TREINTA Y SIETE GRADOS-III

Aparcamos el coche en un camino de cabras, nos alejamos unos metros y nos repantingamos debajo de un alcornoque. La tarde se desvanece en silencio. Hacia donde nos espera la ciudad hay una acumulación de nubes oscuras. Por el oeste, distinguimos la torre de la iglesia en la aldea semi-derruida que acabamos de abandonar; desde aquí nos parece un esqueleto terroso y desvaído, una foto antigua, un fósil. Sin embargo, de cerca nos ha parecido altiva, desafíante; allí sóla y erguida. Infinita.
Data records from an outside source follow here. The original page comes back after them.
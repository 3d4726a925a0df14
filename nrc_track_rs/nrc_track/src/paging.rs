use std::collections::{BTreeMap, HashSet};

use serde::{Deserialize, Serialize};
use serde_json::Value as JsonValue;
use tracing::{debug, warn};

use crate::activity::Activity;
use crate::TrackError;

#[derive(Clone, Debug, Default, Serialize, Deserialize)]
pub struct Paging {
    /// Cursor for the next page; absent on the last page.
    #[serde(default)]
    pub after_time: Option<f64>,
    #[serde(default)]
    pub after_id: Option<JsonValue>,
}

#[derive(Clone, Debug, Default, Serialize, Deserialize)]
pub struct ActivitiesPage {
    #[serde(default)]
    pub activities: Vec<Activity>,
    #[serde(default)]
    pub paging: Paging,
}

/// Source of activity listing pages, addressed by an `after_time` cursor.
pub trait ActivityPages {
    fn page_after(&mut self, after_time: f64) -> Result<ActivitiesPage, TrackError>;
}

/// Walk the listing from `after_time` until the cursor runs out, keeping the
/// ids of runs that recorded GPS. A cursor that was already requested ends the
/// walk.
pub fn collect_running_ids<P>(pages: &mut P, after_time: f64) -> Result<Vec<String>, TrackError>
where
    P: ActivityPages + ?Sized,
{
    let mut ids = Vec::new();
    let mut cursor = after_time;
    let mut visited = HashSet::new();
    visited.insert(cursor_key(cursor));
    loop {
        let page = pages.page_after(cursor)?;
        let before = ids.len();
        ids.extend(
            page.activities
                .iter()
                .filter(|a| a.is_running_with_gps())
                .map(|a| a.id.clone()),
        );
        debug!(
            after_time = cursor,
            listed = page.activities.len(),
            kept = ids.len() - before,
            "activity page"
        );

        match page.paging.after_time {
            None => break,
            Some(next) if !visited.insert(cursor_key(next)) => {
                warn!(
                    after_time = cursor,
                    next_after_time = next,
                    "paging cursor revisited; stopping"
                );
                break;
            }
            Some(next) => cursor = next,
        }
    }
    Ok(ids)
}

/// Pages held in memory, keyed by the whole-millisecond cursor they answer.
#[derive(Clone, Debug, Default)]
pub struct MemoryPages {
    pages: BTreeMap<i64, ActivitiesPage>,
}

impl MemoryPages {
    pub fn new() -> Self {
        Self::default()
    }

    pub fn insert(&mut self, after_time: f64, page: ActivitiesPage) {
        self.pages.insert(cursor_key(after_time), page);
    }

    /// Parse a dump of the form `{"<after_time>": <page>, ...}`.
    pub fn from_json(text: &str) -> Result<Self, TrackError> {
        let raw: BTreeMap<String, ActivitiesPage> = serde_json::from_str(text)?;
        let mut pages = Self::new();
        for (key, page) in raw {
            let after_time: f64 = key
                .trim()
                .parse()
                .map_err(|_| TrackError::Json(format!("invalid page cursor {:?}", key)))?;
            pages.insert(after_time, page);
        }
        Ok(pages)
    }

    pub fn len(&self) -> usize {
        self.pages.len()
    }

    pub fn is_empty(&self) -> bool {
        self.pages.is_empty()
    }
}

impl ActivityPages for MemoryPages {
    fn page_after(&mut self, after_time: f64) -> Result<ActivitiesPage, TrackError> {
        self.pages
            .get(&cursor_key(after_time))
            .cloned()
            .ok_or(TrackError::MissingPage(after_time))
    }
}

fn cursor_key(after_time: f64) -> i64 {
    after_time.trunc() as i64
}

#[cfg(test)]
mod tests {
    use super::*;
    use serde_json::json;

    fn dump() -> String {
        json!({
            "0": {
                "activities": [
                    {"id": "r1", "type": "run", "start_epoch_ms": 10, "end_epoch_ms": 20,
                     "metric_types": ["latitude", "longitude"]},
                    {"id": "treadmill", "type": "run", "start_epoch_ms": 30, "end_epoch_ms": 40,
                     "metric_types": ["heart_rate"]}
                ],
                "paging": {"after_time": 40, "after_id": "treadmill"}
            },
            "40": {
                "activities": [
                    {"id": "ride", "type": "cycle", "start_epoch_ms": 50, "end_epoch_ms": 60,
                     "metric_types": ["latitude", "longitude"]},
                    {"id": "r2", "type": "run", "start_epoch_ms": 70, "end_epoch_ms": 80,
                     "metric_types": ["latitude", "longitude", "elevation"]}
                ],
                "paging": {"after_time": 80, "after_id": 99}
            },
            "80": {"activities": [], "paging": {}}
        })
        .to_string()
    }

    #[test]
    fn test_collects_across_pages() {
        let mut pages = MemoryPages::from_json(&dump()).unwrap();
        assert_eq!(pages.len(), 3);
        let ids = collect_running_ids(&mut pages, 0.0).unwrap();
        assert_eq!(ids, vec!["r1".to_string(), "r2".to_string()]);
    }

    #[test]
    fn test_starts_from_cursor() {
        let mut pages = MemoryPages::from_json(&dump()).unwrap();
        let ids = collect_running_ids(&mut pages, 40.0).unwrap();
        assert_eq!(ids, vec!["r2".to_string()]);
    }

    #[test]
    fn test_missing_page_is_error() {
        let mut pages = MemoryPages::from_json(&dump()).unwrap();
        assert_eq!(
            collect_running_ids(&mut pages, 5.0),
            Err(TrackError::MissingPage(5.0))
        );
    }

    #[test]
    fn test_stuck_cursor_stops() {
        let mut pages = MemoryPages::new();
        let page: ActivitiesPage = serde_json::from_value(json!({
            "activities": [{"id": "r", "type": "run", "start_epoch_ms": 0, "end_epoch_ms": 1,
                            "metric_types": ["latitude", "longitude"]}],
            "paging": {"after_time": 7}
        }))
        .unwrap();
        pages.insert(7.0, page);
        let ids = collect_running_ids(&mut pages, 7.0).unwrap();
        assert_eq!(ids, vec!["r".to_string()]);
    }

    #[test]
    fn test_cyclic_cursor_stops() {
        let dump = json!({
            "0": {
                "activities": [{"id": "a", "type": "run", "start_epoch_ms": 0, "end_epoch_ms": 1,
                                "metric_types": ["latitude", "longitude"]}],
                "paging": {"after_time": 40}
            },
            "40": {
                "activities": [{"id": "b", "type": "run", "start_epoch_ms": 2, "end_epoch_ms": 3,
                                "metric_types": ["latitude", "longitude"]}],
                "paging": {"after_time": 0}
            }
        })
        .to_string();
        let mut pages = Limited {
            inner: MemoryPages::from_json(&dump).unwrap(),
            calls: 0,
        };
        let ids = collect_running_ids(&mut pages, 0.0).unwrap();
        assert_eq!(ids, vec!["a".to_string(), "b".to_string()]);
        assert_eq!(pages.calls, 2);
    }

    struct Limited {
        inner: MemoryPages,
        calls: u32,
    }

    impl ActivityPages for Limited {
        fn page_after(&mut self, after_time: f64) -> Result<ActivitiesPage, TrackError> {
            self.calls += 1;
            assert!(self.calls <= 10, "requested {} pages", self.calls);
            self.inner.page_after(after_time)
        }
    }

    #[test]
    fn test_bad_cursor_key() {
        let err = MemoryPages::from_json(r#"{"soon": {"activities": []}}"#).unwrap_err();
        assert!(matches!(err, TrackError::Json(_)));
    }

    struct Counting {
        remaining: u32,
    }

    impl ActivityPages for Counting {
        fn page_after(&mut self, after_time: f64) -> Result<ActivitiesPage, TrackError> {
            self.remaining -= 1;
            let next = if self.remaining == 0 {
                None
            } else {
                Some(after_time + 1.0)
            };
            Ok(ActivitiesPage {
                activities: Vec::new(),
                paging: Paging {
                    after_time: next,
                    after_id: None,
                },
            })
        }
    }

    #[test]
    fn test_long_history_does_not_recurse() {
        let mut pages = Counting { remaining: 100_000 };
        let ids = collect_running_ids(&mut pages, 0.0).unwrap();
        assert!(ids.is_empty());
        assert_eq!(pages.remaining, 0);
    }
}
Mientras me acomodo viendo como un reguero de hormigas avanza entre las hojas resecas, Beatriz se irrita, se carcajea, musita algo entre dientes, patea una piedra, afirma con la cabeza, me mira con desaliento, escupe un par de insultos. Está leyendo algo de la actualidad. La observo, está morena, el pelo desarreglado recogido en un moño imposible, ha engordado un poco, tiene un pliegue extraño en la comisura de la boca, el gesto cansado. Su mano izquierda juguetea con la tierra mientras sostiene el periódico con la derecha. Anoche habló sin parar de sus planes para Septiembre y de todas las cosas que deberíamos emprender para no encallar. He dicho a todo que sí aunque me reservo mi inagotable caudal de dudas.

Durante dos días hemos recorrido centenares de kilómetros solo por el placer de dar vueltas, alejarnos, trasladarnos, buscar. Nos hemos bañado en el mar, hemos dormido en una casa rural a mil metros de altura, hemos pisado ruinas, asfalto en llamas y caminos de polvo. Nos han sorprendido tormentas eléctricas y fugaces y algún telediario sin noticias pero con toda una exhibición de declaraciones huecas, cuando comíamos chuletas.

Ahora volvemos con la sensación de que el tiempo está detenido. Todo lo que hemos hecho ha sido trashumar en círculo. Corríamos para huir y cada vez nos acercábamos más al punto de partida.

La noche cae sobre nuestro alcornoque. Líamos un pitillo de hierba y fumamos en calma mirando al cielo.